Work instructions: Note every line in the entries that contains the string "Instant", and copy it.

Listed entries:
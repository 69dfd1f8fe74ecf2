//! Recording fakes for the document store and platform storage boundaries.

use std::collections::VecDeque;
use std::sync::atomic::{AtomicU32, Ordering};
use std::time::Duration;

use async_trait::async_trait;
use parking_lot::Mutex;
use serde_json::json;

use roster_client::{
    Document, DocumentStore, NetworkStatus, PlatformError, PlatformResult, PlatformStorage,
    StoreError, StoreResult, StoreSession,
};

/// Scripted outcome for one sentinel fetch.
pub enum ProbeOutcome {
    Found,
    Missing,
    Fail(StoreError),
    /// Delays for the given duration before reporting a missing document.
    Stall(Duration),
    /// Never completes within any probe timeout.
    Hang,
}

/// Document store fake with scripted fetch outcomes and call recording.
///
/// Outcomes are consumed front to back; once the script is exhausted every
/// further fetch reports a missing document, which probes count as success.
pub struct MockStore {
    session: Option<StoreSession>,
    outcomes: Mutex<VecDeque<ProbeOutcome>>,
    network_toggle_error: Option<StoreError>,
    get_calls: AtomicU32,
    enable_calls: AtomicU32,
    disable_calls: AtomicU32,
    requested_paths: Mutex<Vec<String>>,
}

impl MockStore {
    pub fn new() -> Self {
        Self {
            session: None,
            outcomes: Mutex::new(VecDeque::new()),
            network_toggle_error: None,
            get_calls: AtomicU32::new(0),
            enable_calls: AtomicU32::new(0),
            disable_calls: AtomicU32::new(0),
            requested_paths: Mutex::new(Vec::new()),
        }
    }

    pub fn with_session(mut self, user_id: &str) -> Self {
        self.session = Some(StoreSession::new(user_id));
        self
    }

    pub fn with_outcomes(self, outcomes: Vec<ProbeOutcome>) -> Self {
        *self.outcomes.lock() = outcomes.into();
        self
    }

    pub fn with_network_toggle_error(mut self, error: StoreError) -> Self {
        self.network_toggle_error = Some(error);
        self
    }

    pub fn get_document_calls(&self) -> u32 {
        self.get_calls.load(Ordering::SeqCst)
    }

    pub fn enable_network_calls(&self) -> u32 {
        self.enable_calls.load(Ordering::SeqCst)
    }

    pub fn disable_network_calls(&self) -> u32 {
        self.disable_calls.load(Ordering::SeqCst)
    }

    pub fn requested_paths(&self) -> Vec<String> {
        self.requested_paths.lock().clone()
    }
}

impl Default for MockStore {
    fn default() -> Self {
        Self::new()
    }
}

#[async_trait]
impl DocumentStore for MockStore {
    async fn get_document(&self, path: &str) -> StoreResult<Option<Document>> {
        self.get_calls.fetch_add(1, Ordering::SeqCst);
        self.requested_paths.lock().push(path.to_string());
        let outcome = self.outcomes.lock().pop_front();
        match outcome {
            None | Some(ProbeOutcome::Missing) => Ok(None),
            Some(ProbeOutcome::Found) => Ok(Some(Document::new(
                path,
                json!({ "purpose": "connectivity" }),
            ))),
            Some(ProbeOutcome::Fail(error)) => Err(error),
            Some(ProbeOutcome::Stall(delay)) => {
                tokio::time::sleep(delay).await;
                Ok(None)
            }
            Some(ProbeOutcome::Hang) => {
                tokio::time::sleep(Duration::from_secs(3600)).await;
                Ok(None)
            }
        }
    }

    async fn enable_network(&self) -> StoreResult<()> {
        self.enable_calls.fetch_add(1, Ordering::SeqCst);
        match &self.network_toggle_error {
            Some(error) => Err(error.clone()),
            None => Ok(()),
        }
    }

    async fn disable_network(&self) -> StoreResult<()> {
        self.disable_calls.fetch_add(1, Ordering::SeqCst);
        match &self.network_toggle_error {
            Some(error) => Err(error.clone()),
            None => Ok(()),
        }
    }

    fn current_session(&self) -> Option<StoreSession> {
        self.session.clone()
    }
}

/// Fixed reachability signal.
pub struct StaticNetwork(pub bool);

impl NetworkStatus for StaticNetwork {
    fn is_online(&self) -> bool {
        self.0
    }
}

/// What a recovery sweep did to the platform fake.
#[derive(Debug, Default, Clone)]
pub struct PlatformCalls {
    pub cleared_key_value_stores: bool,
    pub deleted_databases: Vec<String>,
    pub unregistered_workers: bool,
    pub deleted_caches: Vec<String>,
    pub reload_requested: bool,
}

/// Platform storage fake with injectable failures and call recording.
#[derive(Default)]
pub struct MockPlatform {
    databases: Vec<String>,
    caches: Vec<String>,
    fail_key_value_clear: bool,
    fail_database: Option<String>,
    calls: Mutex<PlatformCalls>,
}

impl MockPlatform {
    pub fn new() -> Self {
        Self::default()
    }

    pub fn with_databases(mut self, names: &[&str]) -> Self {
        self.databases = names.iter().map(|name| name.to_string()).collect();
        self
    }

    pub fn with_caches(mut self, names: &[&str]) -> Self {
        self.caches = names.iter().map(|name| name.to_string()).collect();
        self
    }

    pub fn with_failing_key_value_clear(mut self) -> Self {
        self.fail_key_value_clear = true;
        self
    }

    pub fn with_failing_database(mut self, name: &str) -> Self {
        self.fail_database = Some(name.to_string());
        self
    }

    pub fn calls(&self) -> PlatformCalls {
        self.calls.lock().clone()
    }
}

#[async_trait]
impl PlatformStorage for MockPlatform {
    async fn clear_key_value_stores(&self) -> PlatformResult<()> {
        if self.fail_key_value_clear {
            return Err(PlatformError::Storage("key-value store locked".to_string()));
        }
        self.calls.lock().cleared_key_value_stores = true;
        Ok(())
    }

    async fn database_names(&self) -> PlatformResult<Vec<String>> {
        Ok(self.databases.clone())
    }

    async fn delete_database(&self, name: &str) -> PlatformResult<()> {
        if self.fail_database.as_deref() == Some(name) {
            return Err(PlatformError::Storage(format!("database {name} is busy")));
        }
        self.calls.lock().deleted_databases.push(name.to_string());
        Ok(())
    }

    async fn unregister_background_workers(&self) -> PlatformResult<u32> {
        self.calls.lock().unregistered_workers = true;
        Ok(2)
    }

    async fn cache_names(&self) -> PlatformResult<Vec<String>> {
        Ok(self.caches.clone())
    }

    async fn delete_cache(&self, name: &str) -> PlatformResult<()> {
        self.calls.lock().deleted_caches.push(name.to_string());
        Ok(())
    }

    async fn request_reload(&self) -> PlatformResult<()> {
        self.calls.lock().reload_requested = true;
        Ok(())
    }
}

/// Poll `condition` until it holds or `deadline_ms` elapses.
pub async fn wait_until(deadline_ms: u64, mut condition: impl FnMut() -> bool) -> bool {
    let deadline = tokio::time::Instant::now() + Duration::from_millis(deadline_ms);
    while tokio::time::Instant::now() < deadline {
        if condition() {
            return true;
        }
        tokio::time::sleep(Duration::from_millis(5)).await;
    }
    condition()
}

Finished exercise:
    let deadline = tokio::time::Instant::now() + Duration::from_millis(deadline_ms);
    while tokio::time::Instant::now() < deadline {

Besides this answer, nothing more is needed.